Traditionally, money managers either bought or sold. They bought the names they liked and sold the ones they didn't. Hedge funds, however, have been free to buy, sell, sell short, and use derivatives and structured products to increase yield and drive gains. Long-only managers certainly have had fewer tools at their disposal.
But today isn't like yesterday. Today, close to 70 percent of large (more than $50 billion in assets under management) traditionally long-only funds have or are developing alternative investment products (e.g., hedge fund-type leveraged funds). These funds -- typically called 120/20 or 130/30 funds -- are chartered to enable the manager to have long positions of 120 percent or 130 percent, depending upon the charter, but have offsetting short positions of 20 percent or 30 percent, respectively.
This ability to use leverage -- short the names they hate while doubling up on the positions they love -- has interesting implications. Traditional funds, while not experiencing the asset-growth rates of hedge funds, manage more than 10 times the assets of hedge funds -- by some estimates, close to $20 trillion. If these funds all were able to go significantly short, it could trigger $4 trillion worth of short sales, more than twice the total of all hedge funds' assets combined and almost equal to shorting the aggregate market cap of all 30 Dow Jones Industrials.

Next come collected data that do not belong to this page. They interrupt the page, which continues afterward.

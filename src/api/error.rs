use crate::services::scanner::{PollingError, SubmissionError};
use crate::services::storage::UploadError;
use axum::{
    Json,
    http::StatusCode,
    response::{IntoResponse, Response},
};
use serde_json::json;
use thiserror::Error;

#[derive(Error, Debug)]
pub enum AppError {
    #[error(transparent)]
    Upload(#[from] UploadError),

    #[error(transparent)]
    Submission(#[from] SubmissionError),

    #[error(transparent)]
    Polling(#[from] PollingError),
}

impl IntoResponse for AppError {
    /// Every failure kind maps to the same wire shape: HTTP 500 with a
    /// human-readable message and the underlying error text.
    fn into_response(self) -> Response {
        tracing::error!("💥 Scan request failed: {}", self);

        let body = Json(json!({
            "message": "Error analyzing file",
            "error": self.to_string(),
        }));

        (StatusCode::INTERNAL_SERVER_ERROR, body).into_response()
    }
}
use bytes::Bytes;
use std::path::PathBuf;
use thiserror::Error;
use tracing::{info, warn};
use uuid::Uuid;

/// A file written to local disk while it waits for analysis.
///
/// Owned by the request that received it; `TempStorage::release` consumes it,
/// so a second delete attempt on the same upload cannot compile.
#[derive(Debug)]
pub struct UploadedFile {
    pub path: PathBuf,
    pub original_name: String,
    pub size_bytes: u64,
}

#[derive(Error, Debug)]
pub enum UploadError {
    #[error("no file field in request")]
    NoFile,

    #[error("invalid multipart payload: {0}")]
    Multipart(String),

    #[error("failed to write upload to disk: {0}")]
    Write(#[from] std::io::Error),
}

/// Disk-backed store for uploads in transit to the scanning service
pub struct TempStorage {
    dir: PathBuf,
}

impl TempStorage {
    pub fn new(dir: impl Into<PathBuf>) -> Self {
        Self { dir: dir.into() }
    }

    /// Write one uploaded file under a fresh random name and hand back its handle
    pub async fn store(&self, original_name: &str, data: Bytes) -> Result<UploadedFile, UploadError> {
        let path = self.dir.join(Uuid::new_v4().to_string());
        tokio::fs::write(&path, &data).await?;

        info!(
            "📄 Stored upload '{}' ({} bytes) at {}",
            original_name,
            data.len(),
            path.display()
        );

        Ok(UploadedFile {
            path,
            original_name: original_name.to_string(),
            size_bytes: data.len() as u64,
        })
    }

    /// Best-effort delete. The response has already been decided when this
    /// runs, so a failure is logged and swallowed.
    pub async fn release(&self, file: UploadedFile) {
        match tokio::fs::remove_file(&file.path).await {
            Ok(()) => info!("🗑️  Removed temp file {}", file.path.display()),
            Err(e) => warn!("⚠️  Failed to remove temp file {}: {}", file.path.display(), e),
        }
    }
}

#[cfg(test)]
mod tests {
    use super::*;

    #[tokio::test]
    async fn test_store_writes_file_to_disk() {
        let dir = tempfile::tempdir().unwrap();
        let storage = TempStorage::new(dir.path());

        let file = storage
            .store("report.pdf", Bytes::from_static(b"file body"))
            .await
            .unwrap();

        assert_eq!(file.original_name, "report.pdf");
        assert_eq!(file.size_bytes, 9);
        assert_eq!(tokio::fs::read(&file.path).await.unwrap(), b"file body");
    }

    #[tokio::test]
    async fn test_release_removes_file() {
        let dir = tempfile::tempdir().unwrap();
        let storage = TempStorage::new(dir.path());

        let file = storage
            .store("a.bin", Bytes::from_static(b"x"))
            .await
            .unwrap();
        let path = file.path.clone();
        assert!(path.exists());

        storage.release(file).await;
        assert!(!path.exists());
    }

    #[tokio::test]
    async fn test_release_of_missing_file_does_not_panic() {
        let dir = tempfile::tempdir().unwrap();
        let storage = TempStorage::new(dir.path());

        let file = storage
            .store("a.bin", Bytes::from_static(b"x"))
            .await
            .unwrap();
        tokio::fs::remove_file(&file.path).await.unwrap();

        // Already gone; release only logs.
        storage.release(file).await;
    }

    #[tokio::test]
    async fn test_store_fails_when_dir_missing() {
        let storage = TempStorage::new("/nonexistent-upload-dir/nested");
        let err = storage
            .store("a.bin", Bytes::from_static(b"x"))
            .await
            .unwrap_err();
        assert!(matches!(err, UploadError::Write(_)));
    }
}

While (hopefully) short sales will never amount to $4 trillion, the number of short positions will increase as more fund managers employ leverage, which could create a downdraft on more-financially unsound or out-of-favor stocks. This swarm of selling would also create some nasty publicity. Think of the Overstock.com and the Utah regulatory backlash over naked short-selling -- multiplied by a factor of X. This type of corporate outcry could easily trigger a legislative and/or SEC response.
The practical nature of shorting this much stock also would be a challenge for most funds. The management of these short positions would require buy-side funds to significantly invest in technology and operations, since many traditional funds don't have the expertise or technology to book, risk manage, track margins and account for short positions. Funds also would need to borrow stock to cover these short positions. But given the scale, where would funds find the borrows?
Not all leverage, however, needs to come from short sales. Derivatives and structured products also can be employed to profit on pricing declines. But again, traditional buy-side managers would need the technology and risk management expertise to effectively manage these more-leveraged positions.
Managers also will need ideas. While many ideas will come from internal research groups, many also will come from brokers, who have been working on these strategies with hedge funds for years. This research drive will provide brokers with the ability to ration the most-promising ideas to their largest and/or most-lucrative clients. And this rationing will be a huge benefit for brokers, who will extend their profitable prime services units to their more-traditional clients, increasing fees as well as making it difficult for the buy side to effectively continue the historical downward commission march.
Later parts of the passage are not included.